If ``hgvs_nt`` is present, it will be used as the primary key for distinguishing variants and must be unique.
Otherwise, ``hgvs_pro`` will be used as the primary key.

.. note::
   Datasets with only ``hgvs_pro`` variants can specify nucleotide target sequences.
   The target sequence will be translated using the
   `standard amino acid translation table
   <https://www.ncbi.nlm.nih.gov/Taxonomy/Utils/wprintgc.cgi?chapter=cgencodes#SG1>`_ for validation.

The ``hgvs_tx`` variants are not validated against a transcript model or target sequence.
This is a convenience feature for datasets that contain splice variants; most datasets will not use ``hgvs_tx``.
Datasets that use ``hgvs_tx`` must also have ``hgvs_nt``, which is used as the primary key,
and the ``hgvs_nt`` variants must use the ``'g.'`` prefix.

Score table columns
############################

All score tables must have a column named ``score`` that describes the score of that variant in the assay.
Score tables may have any number of additional numeric columns.

Suggested numeric columns include a standard deviation or variance,
or some other measure of uncertainty for the score such as a 95% confidence interval
(represented as two columns, e.g. ``ci_lower`` and ``ci_upper``).
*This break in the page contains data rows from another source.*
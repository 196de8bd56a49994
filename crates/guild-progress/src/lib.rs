#![deny(warnings)]

//! Aggregation and progress helpers for the guild shipbuilding tracker.
//!
//! This module provides pure functions over the ledger state for:
//! - Summing every member's holdings into per-resource totals
//! - Crafting availability of recipe-derived materials (bottleneck ingredient)
//! - Progress of each target: have/need, shortfall and a ratio clamped to [0, 1]

use guild_core::{Holdings, Ingredient, ResourceName, Target};
use guild_ledger::{LedgerStore, MemberLedger};
use serde::Serialize;
use std::collections::BTreeMap;
use tracing::debug;

pub mod report;

pub use report::{build_report, MemberRow, MemberTable, ProgressReport, TierReport};

/// Guild-wide held quantity per base resource.
#[derive(Clone, Debug, Default, PartialEq, Eq, Serialize)]
#[serde(transparent)]
pub struct Totals(BTreeMap<ResourceName, u64>);

impl Totals {
    /// Total for `resource`; 0 when nobody reported it.
    pub fn get(&self, resource: &str) -> u64 {
        self.0.get(resource).copied().unwrap_or(0)
    }

    pub fn is_empty(&self) -> bool {
        self.0.is_empty()
    }

    pub fn len(&self) -> usize {
        self.0.len()
    }

    pub fn iter(&self) -> impl Iterator<Item = (&ResourceName, u64)> {
        self.0.iter().map(|(k, v)| (k, *v))
    }
}

/// Elementwise sum of member holdings, saturating at `u64::MAX`.
///
/// Example:
/// let t = totals([&alice, &bob]);
/// assert_eq!(t.get("강철괴"), 150);
pub fn totals<'a, I>(entries: I) -> Totals
where
    I: IntoIterator<Item = &'a Holdings>,
{
    let mut sums: BTreeMap<ResourceName, u64> = BTreeMap::new();
    for holdings in entries {
        for (resource, qty) in holdings {
            let slot = sums.entry(resource.clone()).or_insert(0);
            *slot = slot.saturating_add(*qty);
        }
    }
    Totals(sums)
}

/// Totals over every entry in the ledger.
pub fn ledger_totals<S: LedgerStore>(ledger: &MemberLedger<S>) -> Totals {
    totals(ledger.all().values())
}

/// Progress ratio `have / need` clamped to 1.0; a zero need counts as done.
pub fn progress_ratio(have: u64, need: u64) -> f64 {
    if need == 0 {
        return 1.0;
    }
    (have as f64 / need as f64).min(1.0)
}

/// Units of a derived target craftable from `totals`, with the index of the
/// bottleneck ingredient (first lowest in recipe order).
///
/// Empty totals, or an empty recipe, yield `(0, None)`.
pub fn craftable_units(recipe: &[Ingredient], totals: &Totals) -> (u64, Option<usize>) {
    if totals.is_empty() {
        return (0, None);
    }
    let mut best: Option<(usize, u64)> = None;
    for (idx, ing) in recipe.iter().enumerate() {
        let units = totals
            .get(ing.resource.as_str())
            .checked_div(ing.per_unit)
            .unwrap_or(0);
        match best {
            Some((_, lowest)) if lowest <= units => {}
            _ => best = Some((idx, units)),
        }
    }
    match best {
        Some((idx, units)) => (units, Some(idx)),
        None => (0, None),
    }
}

/// Kind of target a progress row describes.
#[derive(Clone, Copy, Debug, PartialEq, Eq, Serialize)]
#[serde(rename_all = "snake_case")]
pub enum TargetKind {
    Direct,
    Derived,
}

/// Per-ingredient breakdown of a derived target.
#[derive(Clone, Debug, PartialEq, Eq, Serialize)]
pub struct IngredientProgress {
    pub resource: ResourceName,
    pub per_unit: u64,
    /// Guild-wide total held.
    pub held: u64,
    /// Output units this ingredient alone allows.
    pub craftable: u64,
    /// Quantity needed for the full target (`per_unit * need`).
    pub required: u64,
    /// Quantity needed for what is still missing (`per_unit * shortfall`).
    pub remaining: u64,
}

/// Progress of one target material.
#[derive(Clone, Debug, PartialEq, Serialize)]
pub struct Progress {
    pub label: String,
    pub kind: TargetKind,
    pub have: u64,
    pub need: u64,
    pub shortfall: u64,
    /// In [0, 1].
    pub ratio: f64,
    /// Empty for direct targets.
    pub ingredients: Vec<IngredientProgress>,
    pub bottleneck: Option<ResourceName>,
}

impl Progress {
    pub fn is_complete(&self) -> bool {
        self.shortfall == 0
    }
}

/// Compute progress of `target` against guild totals.
pub fn progress(target: &Target, totals: &Totals) -> Progress {
    let need = target.need();
    match target {
        Target::Direct { resource, .. } => {
            let have = totals.get(resource.as_str());
            Progress {
                label: target.label().to_string(),
                kind: TargetKind::Direct,
                have,
                need,
                shortfall: need.saturating_sub(have),
                ratio: progress_ratio(have, need),
                ingredients: Vec::new(),
                bottleneck: None,
            }
        }
        Target::Derived { recipe, .. } => {
            let (have, bottleneck) = craftable_units(recipe, totals);
            let shortfall = need.saturating_sub(have);
            let ingredients = recipe
                .iter()
                .map(|ing| {
                    let held = totals.get(ing.resource.as_str());
                    IngredientProgress {
                        resource: ing.resource.clone(),
                        per_unit: ing.per_unit,
                        held,
                        craftable: held.checked_div(ing.per_unit).unwrap_or(0),
                        required: ing.per_unit.saturating_mul(need),
                        remaining: ing.per_unit.saturating_mul(shortfall),
                    }
                })
                .collect();
            debug!(material = target.label(), have, need, "derived availability");
            Progress {
                label: target.label().to_string(),
                kind: TargetKind::Derived,
                have,
                need,
                shortfall,
                ratio: progress_ratio(have, need),
                ingredients,
                bottleneck: bottleneck.map(|idx| recipe[idx].resource.clone()),
            }
        }
    }
}

#[cfg(test)]
mod tests {
    use super::*;
    use guild_core::Catalog;
    use proptest::prelude::*;

    fn holdings(items: &[(&str, u64)]) -> Holdings {
        items.iter().map(|(r, q)| (ResourceName::from(*r), *q)).collect()
    }

    fn tar() -> Target {
        Target::Derived {
            label: "타르".to_string(),
            need: 200,
            recipe: vec![
                Ingredient { resource: "통나무".into(), per_unit: 50 },
                Ingredient { resource: "점토".into(), per_unit: 25 },
            ],
        }
    }

    #[test]
    fn totals_sum_across_members() {
        let alice = holdings(&[("강철괴", 100)]);
        let bob = holdings(&[("강철괴", 50), ("점토", 5)]);
        let t = totals([&alice, &bob]);
        assert_eq!(t.get("강철괴"), 150);
        assert_eq!(t.get("점토"), 5);
        assert_eq!(t.get("통나무"), 0);
    }

    #[test]
    fn totals_saturate() {
        let a = holdings(&[("점토", u64::MAX)]);
        let b = holdings(&[("점토", 10)]);
        assert_eq!(totals([&a, &b]).get("점토"), u64::MAX);
    }

    #[test]
    fn ledger_totals_from_saved_entries() {
        let mut ledger = MemberLedger::new(&Catalog::shipbuilding());
        assert!(ledger_totals(&ledger).is_empty());
        ledger.upsert("Alice", [("강철괴", 100)]).unwrap();
        ledger.upsert("Bob", [("강철괴", 50)]).unwrap();
        let t = ledger_totals(&ledger);
        assert_eq!(t.get("강철괴"), 150);
        assert_eq!(t.len(), 7);
    }

    #[test]
    fn derived_have_is_bottleneck() {
        let t = totals([&holdings(&[("통나무", 100), ("점토", 100)])]);
        let p = progress(&tar(), &t);
        assert_eq!(p.have, 2);
        assert_eq!(p.shortfall, 198);
        assert_eq!(p.bottleneck, Some(ResourceName::from("통나무")));
        assert_eq!(p.ingredients[0].craftable, 2);
        assert_eq!(p.ingredients[1].craftable, 4);
        assert_eq!(p.ingredients[0].required, 10_000);
        assert_eq!(p.ingredients[1].required, 5_000);
        assert_eq!(p.ingredients[0].remaining, 50 * 198);
    }

    #[test]
    fn bottleneck_tie_takes_first_in_recipe() {
        let t = totals([&holdings(&[("통나무", 50), ("점토", 25)])]);
        let p = progress(&tar(), &t);
        assert_eq!(p.have, 1);
        assert_eq!(p.bottleneck, Some(ResourceName::from("통나무")));
    }

    #[test]
    fn empty_ledger_has_nothing() {
        let t = Totals::default();
        let p = progress(&tar(), &t);
        assert_eq!(p.have, 0);
        assert_eq!(p.bottleneck, None);
        assert_eq!(p.ratio, 0.0);
        let d = progress(&Target::Direct { resource: "점토".into(), need: 10 }, &t);
        assert_eq!(d.have, 0);
        assert_eq!(d.shortfall, 10);
    }

    #[test]
    fn direct_ratio_clamped() {
        let t = totals([&holdings(&[("강철괴", 3000)])]);
        let p = progress(&Target::Direct { resource: "강철괴".into(), need: 1500 }, &t);
        assert_eq!(p.have, 3000);
        assert_eq!(p.ratio, 1.0);
        assert_eq!(p.shortfall, 0);
        assert!(p.is_complete());
        assert!(p.ingredients.is_empty());
    }

    #[test]
    fn zero_need_is_done() {
        assert_eq!(progress_ratio(0, 0), 1.0);
        let p = progress(
            &Target::Direct { resource: "점토".into(), need: 0 },
            &Totals::default(),
        );
        assert_eq!(p.ratio, 1.0);
        assert_eq!(p.shortfall, 0);
    }

    proptest! {
        #[test]
        fn ratio_in_unit_interval(have in 0u64..1_000_000, need in 0u64..1_000_000) {
            let r = progress_ratio(have, need);
            prop_assert!((0.0..=1.0).contains(&r));
            if need > 0 && have >= need {
                prop_assert_eq!(r, 1.0);
            }
        }

        #[test]
        fn derived_have_is_min_of_floors(logs in 0u64..100_000, clay in 0u64..100_000) {
            let t = totals([&holdings(&[("통나무", logs), ("점토", clay)])]);
            let p = progress(&tar(), &t);
            prop_assert_eq!(p.have, (logs / 50).min(clay / 25));
            prop_assert!(p.have + p.shortfall >= 200);
        }

        #[test]
        fn totals_order_independent(a in 0u64..1_000_000, b in 0u64..1_000_000) {
            let x = holdings(&[("강철괴", a)]);
            let y = holdings(&[("강철괴", b)]);
            prop_assert_eq!(totals([&x, &y]), totals([&y, &x]));
        }
    }
}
Score sets that describe experiments with multiple replicates often include the score and standard deviation for each
replicate as additional columns.

For datasets with categorical data,
we recommend encoding the categories as integers and describing the mapping between integers and categories in the
:ref:`free text methods<Free text metadata>`.
Support for additional data columns with string data will be added in a future version to support this use case.

Score table examples
----------------------------------

Here is a short excerpt from the score table for
`urn:mavedb:00000003-a-1 <https://mavedb.org/#/score-sets/urn:mavedb:00000003-a-1/>`_.

That this dataset uses ``hgvs_nt`` as the primary variant key.
It has several additional data columns with the scores and error estimates for multiple biological replicates.

Note that some variants do not have a score.
This is permitted (and encouraged) as long as there is some data provided for that variant,
such as a score in an individual replicate or some counts.

.. csv-table:: Example Score Data
   :header: hgvs_nt,hgvs_splice,hgvs_pro,score,SE,epsilon,SE_PlusE2NewRep3,score_PlusE2NewRep3,SE_PlusE2NewRep4,score_PlusE2NewRep4,SE_PlusE2NewRep5,score_PlusE2NewRep5,SE_PlusE2Rep3,score_PlusE2Rep3,SE_PlusE2Rep4,score_PlusE2Rep4,SE_PlusE2Rep5,score_PlusE2Rep5

   c.38T>C,NA,p.Val13Ala,-0.128,0.115,0.000,0.148,0.283,0.162,-0.456,0.075,-0.186,0.167,-0.165,0.289,-0.073,0.388,-0.184
   c.186A>T,NA,p.Leu62Phe,-4.132,0.396,0.000,0.289,-3.752,0.433,-4.166,0.549,-3.456,0.341,-3.166,0.499,-6.079,0.204,-4.309
   c.164A>T,NA,p.Lys55Ile,-0.655,0.112,0.000,0.100,-0.592,0.121,-0.929,0.086,-0.254,0.143,-0.695,0.039,-0.950,0.080,-0.514
   c.[439C>A;441G>A;842C>A],NA,p.[Gln147Lys;Ser281Ter],NA,NA,NA,0.668,-1.612,NA,NA,NA,NA,NA,NA,NA,NA,0.464,-1.273
   c.22_23delinsCC],NA,p.Glu8Pro,-0.375,0.280,0.000,0.158,-1.421,0.240,-0.265,0.200,-0.796,0.192,-0.022,0.311,-0.232,0.091,0.476
   c.598G>A,NA,p.Asp200Asn,0.271,0.170,0.000,0.103,-0.337,0.094,0.830,0.092,0.408,0.163,0.051,0.243,0.278,0.172,0.382
   c.285C>G,NA,p.Asp95Glu,NA,NA,NA,0.401,-3.993,0.150,-3.380,NA,NA,0.452,-3.221,0.228,-1.973,0.277,-1.774
   c.[64G>C;142C>T],NA,p.Glu22Gln,NA,NA,NA,NA,NA,NA,NA,NA,NA,NA,NA,NA,NA,NA,NA
   c.869T>G,NA,p.Leu290Ter,-1.231,0.245,0.000,0.117,-0.456,0.285,-0.792,0.424,-0.993,0.084,-1.909,0.143,-1.325,0.093,-1.735
   c.200T>G,NA,p.Ile67Arg,NA,NA,NA,0.255,-3.600,0.152,-3.399,NA,NA,0.171,-4.097,0.361,-3.764,NA,NA
   c.[1G>T;97_99delinsGGG],NA,p.[Asp1Tyr;Pro33Gly],NA,NA,NA,0.159,-0.177,0.445,-0.583,0.500,-0.323,0.537,-0.470,NA,NA,0.284,0.188
   c.476G>T,NA,p.Gly159Val,-1.192,0.100,0.000,0.141,-1.050,0.079,-1.557,0.030,-0.969,0.114,-1.030,0.126,-1.264,0.168,-1.303

Count table columns
##################################

Count data are optional for MaveDB score sets, but are recommended.

There are no required columns for count data,
but uploaders should decide on an intuitive naming convention for the column names and describe it in the
:ref:`free text methods<Free text metadata>`.